Well I am now on Day 4 of W/D from Oxycodone. I still can't sleep through the night and I am still cold all of the time. My husband doesn't get it and still turns off the heater. Although on a positive note now the need for the pill is gone. The crying has stopped and I can actually get out of bed and function. Like clean my house and take care of child. I will admit though that if I don't keep myself busy that my mind starts to wander to the pill. I was so happy taking them and I can remember being happy no matter what I was doing. Now it seems like if I am not doing what I want to do that I can't even be content with doing it. Anyway I am now battling with my own mental addiction and not the physical anymore. I remember feeling good and functional and that is the part that bothers me the most, thinking I cannot function by myself. Those pills had become my happiness receptors for so long my body doesn't know how to make happiness by itself and that bothers me. However I will admit that smoking a little bit of weed did stop all the withdrawal pain I had, made me laugh and I didn't even think of being on pills not once. I was able to eat a little more since my appetite had been erased. I still do have bad back problems so I take a soma or two a day to help me relax and since it is not my drug of choice I have no thoughts of abusing them. I am still waiting for the "normal feeling" to return to me too.

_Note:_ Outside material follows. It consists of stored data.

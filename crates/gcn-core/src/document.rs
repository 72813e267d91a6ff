use std::path::Path;

use crate::error::{GcnError, Result};

#[derive(Debug, Clone, Copy, PartialEq, Eq)]
pub enum DocumentKind {
    Pdf,
    Text,
}

impl DocumentKind {
    /// Classifies by file suffix only; the content is never sniffed.
    pub fn from_file_name(name: &str) -> Option<Self> {
        let ext = Path::new(name).extension()?.to_str()?.to_ascii_lowercase();
        match ext.as_str() {
            "pdf" => Some(Self::Pdf),
            "txt" => Some(Self::Text),
            _ => None,
        }
    }

    pub fn mime_type(&self) -> &'static str {
        match self {
            Self::Pdf => "application/pdf",
            Self::Text => "text/plain",
        }
    }
}

/// One uploaded certificate: raw bytes plus the name it was uploaded under.
#[derive(Debug, Clone, PartialEq, Eq)]
pub struct Document {
    name: String,
    content: Vec<u8>,
}

impl Document {
    pub fn new(name: impl Into<String>, content: impl Into<Vec<u8>>) -> Self {
        Self {
            name: name.into(),
            content: content.into(),
        }
    }

    pub fn name(&self) -> &str {
        &self.name
    }

    pub fn content(&self) -> &[u8] {
        &self.content
    }

    pub fn len(&self) -> usize {
        self.content.len()
    }

    pub fn is_empty(&self) -> bool {
        self.content.is_empty()
    }

    pub fn kind(&self) -> Result<DocumentKind> {
        DocumentKind::from_file_name(&self.name).ok_or_else(|| {
            GcnError::UnsupportedDocument(format!(
                "{}: only .pdf and .txt files are accepted",
                self.name
            ))
        })
    }
}

#[cfg(test)]
mod tests {
    use super::*;

    #[test]
    fn test_kind_from_suffix() {
        assert_eq!(DocumentKind::from_file_name("gcn.pdf"), Some(DocumentKind::Pdf));
        assert_eq!(DocumentKind::from_file_name("GCN.PDF"), Some(DocumentKind::Pdf));
        assert_eq!(DocumentKind::from_file_name("notes.txt"), Some(DocumentKind::Text));
        assert_eq!(DocumentKind::from_file_name("scan.jpg"), None);
        assert_eq!(DocumentKind::from_file_name("pdf"), None);
    }

    #[test]
    fn test_unsupported_document_is_unclassified() {
        let doc = Document::new("scan.docx", b"..".to_vec());
        let err = doc.kind().unwrap_err();
        assert!(matches!(err, GcnError::UnsupportedDocument(_)));
        assert!(err.to_string().contains("scan.docx"));
    }

    #[test]
    fn test_mime_types() {
        assert_eq!(DocumentKind::Pdf.mime_type(), "application/pdf");
        assert_eq!(DocumentKind::Text.mime_type(), "text/plain");
    }
}
use std::sync::Arc;

use gcn_extraction::ExtractionPipeline;

#[derive(Clone)]
pub struct AppState {
    pub pipeline: Arc<ExtractionPipeline>,
}
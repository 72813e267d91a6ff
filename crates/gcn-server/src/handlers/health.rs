use axum::{extract::State, http::StatusCode, response::IntoResponse, Json};
use tracing::info;

use gcn_core::api_types::HealthResponse;

use crate::state::AppState;

const VERSION: &str = env!("CARGO_PKG_VERSION");

pub async fn health_check(State(state): State<AppState>) -> impl IntoResponse {
    info!("Health check requested");

    let response = HealthResponse {
        status: "ok".to_string(),
        version: VERSION.to_string(),
        model: state.pipeline.model().to_string(),
    };

    (StatusCode::OK, Json(response))
}
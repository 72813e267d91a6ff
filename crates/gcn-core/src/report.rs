use serde::{Deserialize, Serialize};

use crate::error::{FailureKind, GcnError};
use crate::record::LandTitleRecord;
use crate::schema::field;

/// Fixed column order of the rendered table and of the exported spreadsheet.
pub const COLUMN_ORDER: [&str; 12] = [
    field::OWNER,
    field::PARCEL_NUMBER,
    field::MAP_SHEET,
    field::TOTAL_AREA,
    field::RESIDENTIAL_AREA,
    field::PERENNIAL_CROP_AREA,
    field::FORESTRY_RICE_AREA,
    field::REGISTRY_NUMBER,
    field::SERIAL_NUMBER,
    field::ISSUE_DATE,
    field::COMMUNE,
    field::SOURCE_FILE,
];

#[derive(Debug, Clone, PartialEq, Serialize, Deserialize)]
#[serde(untagged)]
pub enum Cell {
    Number(f64),
    Text(String),
}

/// A document that did not make it into the report, with a short cause.
#[derive(Debug, Clone, PartialEq, Eq, Serialize, Deserialize)]
pub struct DocumentFailure {
    pub source_name: String,
    pub kind: FailureKind,
    pub message: String,
}

impl DocumentFailure {
    pub fn new(source_name: impl Into<String>, error: &GcnError) -> Self {
        Self {
            source_name: source_name.into(),
            kind: error.kind(),
            message: error.to_string(),
        }
    }
}

impl std::fmt::Display for DocumentFailure {
    fn fmt(&self, f: &mut std::fmt::Formatter<'_>) -> std::fmt::Result {
        write!(f, "{} ({}): {}", self.source_name, self.kind.as_str(), self.message)
    }
}

/// Successful results in input order, plus the failures that were skipped.
#[derive(Debug, Clone, Default, Serialize, Deserialize)]
pub struct BatchReport {
    pub records: Vec<LandTitleRecord>,
    pub failures: Vec<DocumentFailure>,
}

impl BatchReport {
    pub fn processed(&self) -> usize {
        self.records.len() + self.failures.len()
    }

    pub fn failure_count(&self) -> usize {
        self.failures.len()
    }

    pub fn table(&self) -> ReportTable {
        ReportTable::from_records(&self.records)
    }
}

/// Header plus rows, shared by the JSON view and the spreadsheet writer so both
/// always agree on column order.
#[derive(Debug, Clone, PartialEq, Serialize, Deserialize)]
pub struct ReportTable {
    pub columns: Vec<String>,
    pub rows: Vec<Vec<Cell>>,
}

impl ReportTable {
    pub fn from_records(records: &[LandTitleRecord]) -> Self {
        Self {
            columns: COLUMN_ORDER.iter().map(|c| c.to_string()).collect(),
            rows: records.iter().map(LandTitleRecord::cells).collect(),
        }
    }

    pub fn is_empty(&self) -> bool {
        self.rows.is_empty()
    }
}

#[cfg(test)]
mod tests {
    use super::*;
    use crate::schema::FIELD_SCHEMA;

    fn record(owner: &str, source: &str) -> LandTitleRecord {
        LandTitleRecord {
            owner: owner.into(),
            parcel_number: "1".into(),
            map_sheet: "2".into(),
            total_area: 100.0,
            residential_area: 100.0,
            perennial_crop_area: 0.0,
            forestry_rice_area: 0.0,
            registry_number: String::new(),
            serial_number: String::new(),
            issue_date: "../../2001".into(),
            commune: "Xã An Bình".into(),
            source_file: source.into(),
        }
    }

    #[test]
    fn test_column_order_extends_schema_with_provenance() {
        let schema_names: Vec<&str> = FIELD_SCHEMA.names().collect();
        assert_eq!(&COLUMN_ORDER[..11], schema_names.as_slice());
        assert_eq!(COLUMN_ORDER[11], field::SOURCE_FILE);
    }

    #[test]
    fn test_table_rows_follow_column_order() {
        let report = BatchReport {
            records: vec![record("A", "a.pdf"), record("B", "b.pdf")],
            failures: vec![],
        };
        let table = report.table();
        assert_eq!(table.columns.len(), 12);
        assert_eq!(table.rows.len(), 2);
        for row in &table.rows {
            assert_eq!(row.len(), table.columns.len());
        }
        assert_eq!(table.rows[0][0], Cell::Text("A".into()));
        assert_eq!(table.rows[0][3], Cell::Number(100.0));
        assert_eq!(table.rows[1][11], Cell::Text("b.pdf".into()));
    }

    #[test]
    fn test_failure_display_names_document() {
        let failure = DocumentFailure::new("b.pdf", &GcnError::api("quota exceeded"));
        assert_eq!(failure.kind, FailureKind::Api);
        assert_eq!(failure.to_string(), "b.pdf (api): API error: quota exceeded");
    }

    #[test]
    fn test_processed_counts_both_outcomes() {
        let report = BatchReport {
            records: vec![record("A", "a.pdf")],
            failures: vec![DocumentFailure::new(
                "b.pdf",
                &GcnError::Normalization("malformed JSON".into()),
            )],
        };
        assert_eq!(report.processed(), 2);
        assert_eq!(report.failure_count(), 1);
    }
}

However twist and positive note to my sharing. I have been in plans for the past 6 months I have been involved in a surrogacy program. I had been on the Percocet for almost two years straight at about 8-10 pills a day.

I was so convinced that I needed them for back that I just kept taking them. The truth is that I did need them for back, I just didn't need as many as I was taking.

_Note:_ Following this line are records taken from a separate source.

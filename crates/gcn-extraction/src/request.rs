use serde_json::{json, Map, Value};

use gcn_core::inference::{ExtractionRequest, RemoteReference};
use gcn_core::schema::{FieldSchema, FieldType};

pub const RESPONSE_MIME_TYPE: &str = "application/json";

/// Fixed instruction sent with every certificate. The last sentence states the area
/// self-consistency rule: the sub-areas must add up to the total area.
pub const INSTRUCTION: &str = "Dựa trên nội dung của Giấy chứng nhận Quyền sử dụng đất (GCN) này, \
hãy trích xuất các trường thông tin sau. Trả lời CHỈ bằng định dạng JSON theo schema đã cung cấp, \
trong một lần trả lời duy nhất, không kèm văn bản nào khác. \
Đảm bảo tổng diện tích đất ở, đất trồng cây lâu năm và đất rừng SX / lúa bằng diện tích tổng.";

pub fn build_request(schema: &FieldSchema, file: &RemoteReference) -> ExtractionRequest {
    ExtractionRequest {
        file: file.clone(),
        instruction: INSTRUCTION.to_string(),
        constraint: response_schema(schema),
        response_mime_type: RESPONSE_MIME_TYPE,
    }
}

/// Renders the schema in the `responseSchema` dialect of `generateContent`.
pub fn response_schema(schema: &FieldSchema) -> Value {
    let mut properties = Map::new();
    for field in schema.fields {
        let mut prop = Map::new();
        let type_name = match field.field_type {
            FieldType::String => "STRING",
            FieldType::Number => "NUMBER",
        };
        prop.insert("type".into(), json!(type_name));
        if let Some(description) = field.description {
            prop.insert("description".into(), json!(description));
        }
        properties.insert(field.name.to_string(), Value::Object(prop));
    }

    let required: Vec<&str> = schema.required().map(|f| f.name).collect();
    let ordering: Vec<&str> = schema.names().collect();

    json!({
        "type": "OBJECT",
        "properties": properties,
        "required": required,
        "propertyOrdering": ordering,
    })
}
use rust_xlsxwriter::{Format, Workbook, XlsxError};

use gcn_core::error::{GcnError, Result};
use gcn_core::record::LandTitleRecord;
use gcn_core::report::{Cell, ReportTable};

pub const EXPORT_FILE_NAME: &str = "Ket_qua_trich_xuat_GCN_dat_dai_Gemini.xlsx";
pub const EXPORT_MIME_TYPE: &str =
    "application/vnd.openxmlformats-officedocument.spreadsheetml.sheet";

const SHEET_NAME: &str = "GCN";
const TEXT_COLUMN_WIDTH: f64 = 24.0;
const NUMBER_COLUMN_WIDTH: f64 = 14.0;

/// An encoded workbook ready to be offered as a download.
#[derive(Debug, Clone)]
pub struct SpreadsheetExport {
    pub file_name: &'static str,
    pub mime_type: &'static str,
    pub bytes: Vec<u8>,
}

pub fn export_report(records: &[LandTitleRecord]) -> Result<SpreadsheetExport> {
    let table = ReportTable::from_records(records);
    let bytes = write_xlsx(&table)?;

    tracing::info!(rows = table.rows.len(), bytes = bytes.len(), "Exported report workbook");

    Ok(SpreadsheetExport {
        file_name: EXPORT_FILE_NAME,
        mime_type: EXPORT_MIME_TYPE,
        bytes,
    })
}

/// Writes a header row and one row per record, in the table's column order.
pub fn write_xlsx(table: &ReportTable) -> Result<Vec<u8>> {
    build_workbook(table).map_err(|e| GcnError::Export(e.to_string()))
}

fn build_workbook(table: &ReportTable) -> std::result::Result<Vec<u8>, XlsxError> {
    let mut workbook = Workbook::new();
    let header = Format::new().set_bold();
    let area = Format::new().set_num_format("#,##0.0#");

    let worksheet = workbook.add_worksheet();
    worksheet.set_name(SHEET_NAME)?;

    for (col, name) in table.columns.iter().enumerate() {
        let col = col as u16;
        worksheet.write_string_with_format(0, col, name.as_str(), &header)?;
    }

    for (i, row) in table.rows.iter().enumerate() {
        let r = (i + 1) as u32;
        for (col, cell) in row.iter().enumerate() {
            let col = col as u16;
            match cell {
                Cell::Number(n) => {
                    worksheet.write_number_with_format(r, col, *n, &area)?;
                }
                Cell::Text(s) => {
                    worksheet.write_string(r, col, s.as_str())?;
                }
            }
        }
    }

    let numeric_columns: Vec<bool> = match table.rows.first() {
        Some(row) => row.iter().map(|c| matches!(c, Cell::Number(_))).collect(),
        None => vec![false; table.columns.len()],
    };
    for (col, numeric) in numeric_columns.into_iter().enumerate() {
        let width = if numeric {
            NUMBER_COLUMN_WIDTH
        } else {
            TEXT_COLUMN_WIDTH
        };
        worksheet.set_column_width(col as u16, width)?;
    }
    worksheet.set_freeze_panes(1, 0)?;

    workbook.save_to_buffer()
}
use std::sync::Arc;

use tower_http::cors::CorsLayer;
use tower_http::trace::TraceLayer;
use tracing_subscriber::EnvFilter;

use gcn_core::inference::InferenceService;
use gcn_extraction::{ExtractionPipeline, GeminiClient};

mod handlers;
mod routes;
mod state;

use state::AppState;

#[tokio::main]
async fn main() {
    tracing_subscriber::fmt()
        .with_env_filter(EnvFilter::from_default_env().add_directive("gcn=info".parse().unwrap()))
        .init();

    // Without a credential nothing can be processed, so stop before serving.
    let config = match gcn_core::AppConfig::from_env() {
        Ok(config) => config,
        Err(e) => {
            tracing::error!(error = %e, "Startup aborted");
            std::process::exit(1);
        }
    };

    let client: Arc<dyn InferenceService> = match GeminiClient::new(&config) {
        Ok(client) => Arc::new(client),
        Err(e) => {
            tracing::error!(error = %e, "Failed to build Gemini client");
            std::process::exit(1);
        }
    };

    let state = AppState {
        pipeline: Arc::new(ExtractionPipeline::new(client)),
    };

    let app = routes::create_router(config.max_upload_bytes)
        .with_state(state)
        .layer(CorsLayer::permissive())
        .layer(TraceLayer::new_for_http());

    let addr = format!("{}:{}", config.server_host, config.server_port);
    tracing::info!(model = %config.gemini_model, "GCN extraction server listening on {addr}");

    let listener = tokio::net::TcpListener::bind(&addr).await.unwrap();
    axum::serve(listener, app).await.unwrap();
}
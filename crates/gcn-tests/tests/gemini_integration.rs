use std::sync::{Arc, Mutex};

use axum::extract::{Path, State};
use axum::response::IntoResponse;
use axum::routing::{delete, post};
use axum::{Json, Router};
use serde_json::{json, Value};

use gcn_core::inference::InferenceService;
use gcn_core::{AppConfig, Document, DocumentKind, FailureKind};
use gcn_extraction::{GeminiClient, RemoteHandle};

// ---------------------------------------------------------------------------
// Local stand-in for the Gemini Files API
// ---------------------------------------------------------------------------

#[derive(Clone)]
struct FilesApi {
    session_url: String,
    file_state: &'static str,
    deleted: Arc<Mutex<Vec<String>>>,
}

async fn start_upload(State(api): State<FilesApi>) -> impl IntoResponse {
    ([("x-goog-upload-url", api.session_url.clone())], "")
}

async fn finalize_upload(State(api): State<FilesApi>) -> Json<Value> {
    Json(json!({
        "file": {
            "name": "files/scan01",
            "uri": "https://files.example/scan01",
            "mimeType": "application/pdf",
            "state": api.file_state
        }
    }))
}

async fn delete_file(State(api): State<FilesApi>, Path(id): Path<String>) -> Json<Value> {
    api.deleted.lock().unwrap().push(format!("files/{id}"));
    Json(json!({}))
}

/// Serves the Files API on a local port and returns a client pointed at it.
async fn files_api(file_state: &'static str) -> (Arc<GeminiClient>, Arc<Mutex<Vec<String>>>) {
    let listener = tokio::net::TcpListener::bind("127.0.0.1:0").await.unwrap();
    let base = format!("http://{}", listener.local_addr().unwrap());
    let deleted = Arc::new(Mutex::new(Vec::new()));

    let api = FilesApi {
        session_url: format!("{base}/upload-session"),
        file_state,
        deleted: deleted.clone(),
    };
    let router = Router::new()
        .route("/upload/v1beta/files", post(start_upload))
        .route("/upload-session", post(finalize_upload))
        .route("/v1beta/files/{id}", delete(delete_file))
        .with_state(api);
    tokio::spawn(async move {
        axum::serve(listener, router).await.unwrap();
    });

    let config = AppConfig::from_lookup(|key| match key {
        "GEMINI_API_KEY" => Some("test-key".to_string()),
        "GEMINI_BASE_URL" => Some(base.clone()),
        _ => None,
    })
    .unwrap();
    (Arc::new(GeminiClient::new(&config).unwrap()), deleted)
}

fn scan() -> Document {
    Document::new("scan01.pdf", b"%PDF-1.7".to_vec())
}

// ---------------------------------------------------------------------------
// Upload
// ---------------------------------------------------------------------------

#[tokio::test]
async fn upload_rejected_by_service_is_deleted() {
    let (client, deleted) = files_api("FAILED").await;

    let err = client.upload(&scan(), "application/pdf").await.unwrap_err();

    assert_eq!(err.kind(), FailureKind::Api);
    assert!(err.to_string().contains("files/scan01"));
    assert_eq!(*deleted.lock().unwrap(), vec!["files/scan01".to_string()]);
}

#[tokio::test]
async fn acquire_of_rejected_upload_leaves_nothing_remote() {
    let (client, deleted) = files_api("FAILED").await;
    let service: Arc<dyn InferenceService> = client;

    let result = RemoteHandle::acquire(service, &scan(), DocumentKind::Pdf).await;

    assert!(result.is_err());
    assert_eq!(deleted.lock().unwrap().len(), 1);
}

#[tokio::test]
async fn active_upload_is_deleted_only_on_release() {
    let (client, deleted) = files_api("ACTIVE").await;
    let service: Arc<dyn InferenceService> = client;

    let handle = RemoteHandle::acquire(service, &scan(), DocumentKind::Pdf)
        .await
        .unwrap();
    assert_eq!(handle.reference().name, "files/scan01");
    assert!(deleted.lock().unwrap().is_empty());

    handle.release().await;

    assert_eq!(*deleted.lock().unwrap(), vec!["files/scan01".to_string()]);
}
use serde::{Deserialize, Serialize};
use thiserror::Error;

#[derive(Error, Debug)]
pub enum GcnError {
    #[error("HTTP error: {0}")]
    Http(#[from] reqwest::Error),

    #[error("JSON error: {0}")]
    Json(#[from] serde_json::Error),

    #[error("Configuration error: {0}")]
    Config(String),

    #[error("API error{}: {message}", status_suffix(.status))]
    Api { status: Option<u16>, message: String },

    #[error("Normalization error: {0}")]
    Normalization(String),

    #[error("Unsupported document: {0}")]
    UnsupportedDocument(String),

    #[error("Export error: {0}")]
    Export(String),

    #[error("Internal error: {0}")]
    Internal(String),
}

impl GcnError {
    pub fn api(message: impl Into<String>) -> Self {
        Self::Api {
            status: None,
            message: message.into(),
        }
    }

    /// Which of the per-document failure classes this error belongs to.
    pub fn kind(&self) -> FailureKind {
        match self {
            Self::Http(_) | Self::Api { .. } => FailureKind::Api,
            Self::Json(_) | Self::Normalization(_) => FailureKind::Normalization,
            Self::Config(_) => FailureKind::Configuration,
            Self::UnsupportedDocument(_) | Self::Export(_) | Self::Internal(_) => {
                FailureKind::Unclassified
            }
        }
    }
}

#[derive(Debug, Clone, Copy, Serialize, Deserialize, PartialEq, Eq, Hash)]
#[serde(rename_all = "snake_case")]
pub enum FailureKind {
    Configuration,
    Api,
    Normalization,
    Unclassified,
}

impl FailureKind {
    pub fn as_str(&self) -> &'static str {
        match self {
            Self::Configuration => "configuration",
            Self::Api => "api",
            Self::Normalization => "normalization",
            Self::Unclassified => "unclassified",
        }
    }
}

fn status_suffix(status: &Option<u16>) -> String {
    status.map(|s| format!(" (status {s})")).unwrap_or_default()
}

pub type Result<T> = std::result::Result<T, GcnError>;

#[cfg(test)]
mod tests {
    use super::*;

    #[test]
    fn test_api_error_display_includes_status() {
        let err = GcnError::Api {
            status: Some(429),
            message: "quota exceeded".into(),
        };
        assert_eq!(err.to_string(), "API error (status 429): quota exceeded");
        assert_eq!(GcnError::api("boom").to_string(), "API error: boom");
    }

    #[test]
    fn test_kinds_follow_taxonomy() {
        assert_eq!(GcnError::api("x").kind(), FailureKind::Api);
        assert_eq!(
            GcnError::Normalization("x".into()).kind(),
            FailureKind::Normalization
        );
        let json_err = serde_json::from_str::<serde_json::Value>("{").unwrap_err();
        assert_eq!(GcnError::from(json_err).kind(), FailureKind::Normalization);
        assert_eq!(GcnError::Config("x".into()).kind(), FailureKind::Configuration);
        assert_eq!(
            GcnError::UnsupportedDocument("a.docx".into()).kind(),
            FailureKind::Unclassified
        );
    }
}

So my husband kept asking me..."How are you planning to do this surrogacy thing and take those pills everyday"?

Mmh I replied I guess I will just quit. Well the day came that I ran out of pain killers before the date I was supposed to get this refilled and I was forced to stop cold turkey. (another reason that I have second thoughts about staying clean...because the only way to stay clean is to want to do it FOR YOURSELF) I would still be doing them if I had timed my pills better.

However now that the contract is signed and the surrogacy is coming to a pass, I feel conflicted to get them refilled because I really am in a lot of pain and the Doctor said that while I am pregnant taking pain killers occasionally wont make any harm toward the child. So I guess my thoughts are....

Can I do it? Can I take them sparingly? Can I know that they are in the house and not abuse them? Should I take a chance.

If I do use them as directed this time...because of my past and past W/D episode will that happen again?

Well these are my thoughts and I post them because I know that reading these entries really do help me know that I am not alone and I hope that all my babbling will help someone relate to my situation.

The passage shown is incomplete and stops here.